O texto, encaminhado pelo governo Lula ao Congresso, agora segue para análise do Senado Federal.
Rastreabilidade do ouro será obrigatória na primeira venda
De acordo com o projeto aprovado, o ouro continuará sendo considerado um ativo financeiro ou instrumento cambial até a sua primeira comercialização, que deverá ocorrer exclusivamente com instituições integrantes do sistema financeiro autorizadas pelo Banco Central.
A medida pretende aumentar o controle sobre a cadeia de comercialização e impedir que ouro de origem ilegal entre no mercado formal sem comprovação de procedência.
Para a realização da compra, será obrigatório um registro detalhado com informações sobre a origem e a transação do minério.

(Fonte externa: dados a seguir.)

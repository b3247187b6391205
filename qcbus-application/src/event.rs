//! 事件总线（EventBus）
//!
//! 进程内“发布即返回”的领域事件分发，与请求总线相互独立：
//! - `register::<E>` 追加精确类型处理器，`register_factory` 每次投递构造新处理器，
//!   `register_any` 追加通配处理器；
//! - `publish` 把事件扇出到精确类型处理器与全部通配处理器，每个处理器一个任务；
//! - 处理器失败（返回错误或 panic）只记录日志，不影响发布方与其他处理器；
//! - `wait_idle` 等待在途投递结束，用于测试与停机；并发调用依次排队。
//!
use async_trait::async_trait;
use dashmap::DashMap;
use futures_util::FutureExt;
use std::any::{Any, TypeId};
use std::fmt::Debug;
use std::marker::PhantomData;
use std::panic::AssertUnwindSafe;
use std::sync::{Arc, RwLock};
use tokio::sync::Mutex;
use tokio_util::task::TaskTracker;
use tracing::{debug, error};

pub trait AsAny {
    fn as_any(&self) -> &dyn Any;
}

impl<T: Any> AsAny for T {
    fn as_any(&self) -> &dyn Any {
        self
    }
}

pub trait Event: AsAny + Debug + Send + Sync + 'static {
    /// 事件名称（日志与审计）
    fn name(&self) -> &'static str {
        std::any::type_name::<Self>()
    }
}

/// 事件处理器；`E = dyn Event` 时为通配处理器
#[async_trait]
pub trait EventHandler<E: ?Sized + Sync>: Send + Sync {
    /// 处理器名称（用于失败日志）
    fn handler_name(&self) -> &str;

    async fn handle(&self, event: &E) -> anyhow::Result<()>;
}

pub struct EventBus {
    // 值为 `Arc<dyn EventHandler<E>>`，按事件类型擦除
    typed: DashMap<TypeId, Vec<Arc<dyn Any + Send + Sync>>>,
    wildcard: RwLock<Vec<Arc<dyn EventHandler<dyn Event>>>>,
    tracker: TaskTracker,
    // 串行化 close/wait/reopen
    idle: Mutex<()>,
}

/// 每次投递调用工厂构造一个新处理器
struct FactoryHandler<H, F> {
    factory: F,
    _handler: PhantomData<fn() -> H>,
}

#[async_trait]
impl<E, H, F> EventHandler<E> for FactoryHandler<H, F>
where
    E: Event,
    H: EventHandler<E> + 'static,
    F: Fn() -> H + Send + Sync + 'static,
{
    fn handler_name(&self) -> &str {
        std::any::type_name::<H>()
    }

    async fn handle(&self, event: &E) -> anyhow::Result<()> {
        let handler = (self.factory)();
        handler.handle(event).await
    }
}

impl Default for EventBus {
    fn default() -> Self {
        Self {
            typed: DashMap::new(),
            wildcard: RwLock::new(Vec::new()),
            tracker: TaskTracker::new(),
            idle: Mutex::new(()),
        }
    }
}

impl EventBus {
    pub fn new() -> Self {
        Self::default()
    }

    pub fn register<E: Event>(&self, handlers: Vec<Arc<dyn EventHandler<E>>>) -> &Self {
        let mut entry = self.typed.entry(TypeId::of::<E>()).or_default();
        entry.extend(
            handlers
                .into_iter()
                .map(|h| Arc::new(h) as Arc<dyn Any + Send + Sync>),
        );
        self
    }

    /// 注册处理器构造函数，每次投递构造一个新处理器
    pub fn register_factory<E, H, F>(&self, factory: F) -> &Self
    where
        E: Event,
        H: EventHandler<E> + 'static,
        F: Fn() -> H + Send + Sync + 'static,
    {
        let handler: Arc<dyn EventHandler<E>> = Arc::new(FactoryHandler {
            factory,
            _handler: PhantomData,
        });
        self.register::<E>(vec![handler])
    }

    pub fn register_any(&self, handlers: Vec<Arc<dyn EventHandler<dyn Event>>>) -> &Self {
        match self.wildcard.write() {
            Ok(mut wildcard) => wildcard.extend(handlers),
            Err(poisoned) => poisoned.into_inner().extend(handlers),
        }
        self
    }

    /// 发布事件并立即返回；需在 tokio 运行时内调用
    pub fn publish<E: Event>(&self, event: E) {
        let event = Arc::new(event);

        let typed: Vec<Arc<dyn EventHandler<E>>> = self
            .typed
            .get(&TypeId::of::<E>())
            .map(|hs| {
                hs.iter()
                    .filter_map(|h| h.downcast_ref::<Arc<dyn EventHandler<E>>>().cloned())
                    .collect()
            })
            .unwrap_or_default();
        let wildcard = match self.wildcard.read() {
            Ok(w) => w.clone(),
            Err(poisoned) => poisoned.into_inner().clone(),
        };

        debug!(
            event = event.name(),
            handlers = typed.len() + wildcard.len(),
            "publishing event"
        );

        for handler in typed {
            let event = event.clone();
            self.tracker.spawn(async move {
                let outcome = AssertUnwindSafe(handler.handle(&*event))
                    .catch_unwind()
                    .await;
                report(handler.handler_name(), event.name(), outcome);
            });
        }

        for handler in wildcard {
            let event = event.clone();
            self.tracker.spawn(async move {
                let outcome = AssertUnwindSafe(handler.handle(&*event))
                    .catch_unwind()
                    .await;
                report(handler.handler_name(), event.name(), outcome);
            });
        }
    }

    /// 等待全部在途投递完成
    pub async fn wait_idle(&self) {
        let _guard = self.idle.lock().await;
        self.tracker.close();
        self.tracker.wait().await;
        self.tracker.reopen();
    }
}

fn report(
    handler: &str,
    event: &str,
    outcome: Result<anyhow::Result<()>, Box<dyn Any + Send>>,
) {
    match outcome {
        Ok(Ok(())) => {}
        Ok(Err(e)) => error!(handler = handler, event = event, error = %e, "event handler failed"),
        Err(panic) => {
            let message = panic
                .downcast_ref::<&str>()
                .map(|s| s.to_string())
                .or_else(|| panic.downcast_ref::<String>().cloned())
                .unwrap_or_else(|| "unknown panic".to_string());
            error!(handler = handler, event = event, panic = %message, "event handler panicked");
        }
    }
}
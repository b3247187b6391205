use crate::entity::User;
use chrono::{DateTime, Utc};
use serde::{Deserialize, Serialize};
use uuid::Uuid;

/// 对外的用户视图，不含密码
#[derive(Debug, Clone, PartialEq, Serialize, Deserialize)]
pub struct UserDto {
    pub id: Uuid,
    pub login: String,
    pub created_at: DateTime<Utc>,
}

impl From<User> for UserDto {
    fn from(user: User) -> Self {
        Self {
            id: user.id,
            login: user.login,
            created_at: user.created_at,
        }
    }
}

#[derive(Debug, Clone, Copy, PartialEq, Eq, Serialize, Deserialize)]
pub struct Status {
    pub status: bool,
}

Entre os dados exigidos estarão a identificação do posto de atendimento, agência ou estabelecimento responsável pela compra, além da região onde o ouro foi extraído.
Também será necessário informar o número da permissão de lavra garimpeira de origem e o respectivo processo minerário vinculado à atividade.
O projeto ainda exige o registro da massa de ouro bruto adquirida e comercializada, além da identificação completa do vendedor, incluindo nome, CPF, endereço e o registro comercial da sede.
A proposta busca fortalecer o combate ao garimpo ilegal, ampliar a fiscalização ambiental e garantir maior segurança jurídica na comercialização do ouro brasileiro.
Com a nova exigência de rastreabilidade, o governo pretende reduzir fraudes e impedir que ouro proveniente de áreas de exploração irregular seja inserido no sistema financeiro legal. Agora, o texto dependerá da aprovação do Senado para seguir à sanção presidencial.